Supplied data: Begin

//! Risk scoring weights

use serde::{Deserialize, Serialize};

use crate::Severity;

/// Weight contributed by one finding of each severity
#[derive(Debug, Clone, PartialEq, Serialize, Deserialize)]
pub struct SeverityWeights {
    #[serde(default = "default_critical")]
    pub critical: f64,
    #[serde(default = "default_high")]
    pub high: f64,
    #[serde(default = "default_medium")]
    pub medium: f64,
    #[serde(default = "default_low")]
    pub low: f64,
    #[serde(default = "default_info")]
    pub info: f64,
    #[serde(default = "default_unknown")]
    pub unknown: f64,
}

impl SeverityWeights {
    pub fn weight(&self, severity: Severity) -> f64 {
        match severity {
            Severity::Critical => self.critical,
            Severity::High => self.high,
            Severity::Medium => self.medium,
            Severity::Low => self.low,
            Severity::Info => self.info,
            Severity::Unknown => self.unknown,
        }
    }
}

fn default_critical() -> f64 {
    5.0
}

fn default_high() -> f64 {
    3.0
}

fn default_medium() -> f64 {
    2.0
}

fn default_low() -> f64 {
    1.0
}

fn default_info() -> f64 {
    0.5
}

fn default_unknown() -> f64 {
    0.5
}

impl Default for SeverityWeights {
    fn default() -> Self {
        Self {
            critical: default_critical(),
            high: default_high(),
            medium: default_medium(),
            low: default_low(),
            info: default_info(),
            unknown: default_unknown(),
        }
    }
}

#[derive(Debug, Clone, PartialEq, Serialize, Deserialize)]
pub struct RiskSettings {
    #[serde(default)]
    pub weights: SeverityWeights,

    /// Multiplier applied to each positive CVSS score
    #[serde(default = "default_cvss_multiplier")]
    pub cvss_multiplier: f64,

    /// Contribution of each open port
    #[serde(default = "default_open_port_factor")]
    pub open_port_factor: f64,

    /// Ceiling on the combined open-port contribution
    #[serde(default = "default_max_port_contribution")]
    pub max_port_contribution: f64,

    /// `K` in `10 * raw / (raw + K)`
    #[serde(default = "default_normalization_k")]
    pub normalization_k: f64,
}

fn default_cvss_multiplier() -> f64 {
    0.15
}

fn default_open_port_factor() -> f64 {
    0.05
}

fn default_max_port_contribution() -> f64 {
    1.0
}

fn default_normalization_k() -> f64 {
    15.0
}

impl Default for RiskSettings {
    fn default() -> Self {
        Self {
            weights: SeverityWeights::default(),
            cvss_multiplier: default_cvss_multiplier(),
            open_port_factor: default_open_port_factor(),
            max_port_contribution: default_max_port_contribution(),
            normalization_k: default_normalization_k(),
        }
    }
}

Supplied data: End

▶ _Exercise instructions_
If a line comes after the one containing "raw / (raw +", leave it out; set down every line of the data before it, and that line itself, exactly.

▶ _Response area_
//! Risk scoring weights

use serde::{Deserialize, Serialize};

use crate::Severity;

/// Weight contributed by one finding of each severity
#[derive(Debug, Clone, PartialEq, Serialize, Deserialize)]
pub struct SeverityWeights {
    #[serde(default = "default_critical")]
    pub critical: f64,
    #[serde(default = "default_high")]
    pub high: f64,
    #[serde(default = "default_medium")]
    pub medium: f64,
    #[serde(default = "default_low")]
    pub low: f64,
    #[serde(default = "default_info")]
    pub info: f64,
    #[serde(default = "default_unknown")]
    pub unknown: f64,
}

impl SeverityWeights {
    pub fn weight(&self, severity: Severity) -> f64 {
        match severity {
            Severity::Critical => self.critical,
            Severity::High => self.high,
            Severity::Medium => self.medium,
            Severity::Low => self.low,
            Severity::Info => self.info,
            Severity::Unknown => self.unknown,
        }
    }
}

fn default_critical() -> f64 {
    5.0
}

fn default_high() -> f64 {
    3.0
}

fn default_medium() -> f64 {
    2.0
}

fn default_low() -> f64 {
    1.0
}

fn default_info() -> f64 {
    0.5
}

fn default_unknown() -> f64 {
    0.5
}

impl Default for SeverityWeights {
    fn default() -> Self {
        Self {
            critical: default_critical(),
            high: default_high(),
            medium: default_medium(),
            low: default_low(),
            info: default_info(),
            unknown: default_unknown(),
        }
    }
}

#[derive(Debug, Clone, PartialEq, Serialize, Deserialize)]
pub struct RiskSettings {
    #[serde(default)]
    pub weights: SeverityWeights,

    /// Multiplier applied to each positive CVSS score
    #[serde(default = "default_cvss_multiplier")]
    pub cvss_multiplier: f64,

    /// Contribution of each open port
    #[serde(default = "default_open_port_factor")]
    pub open_port_factor: f64,

    /// Ceiling on the combined open-port contribution
    #[serde(default = "default_max_port_contribution")]
    pub max_port_contribution: f64,

    /// `K` in `10 * raw / (raw + K)`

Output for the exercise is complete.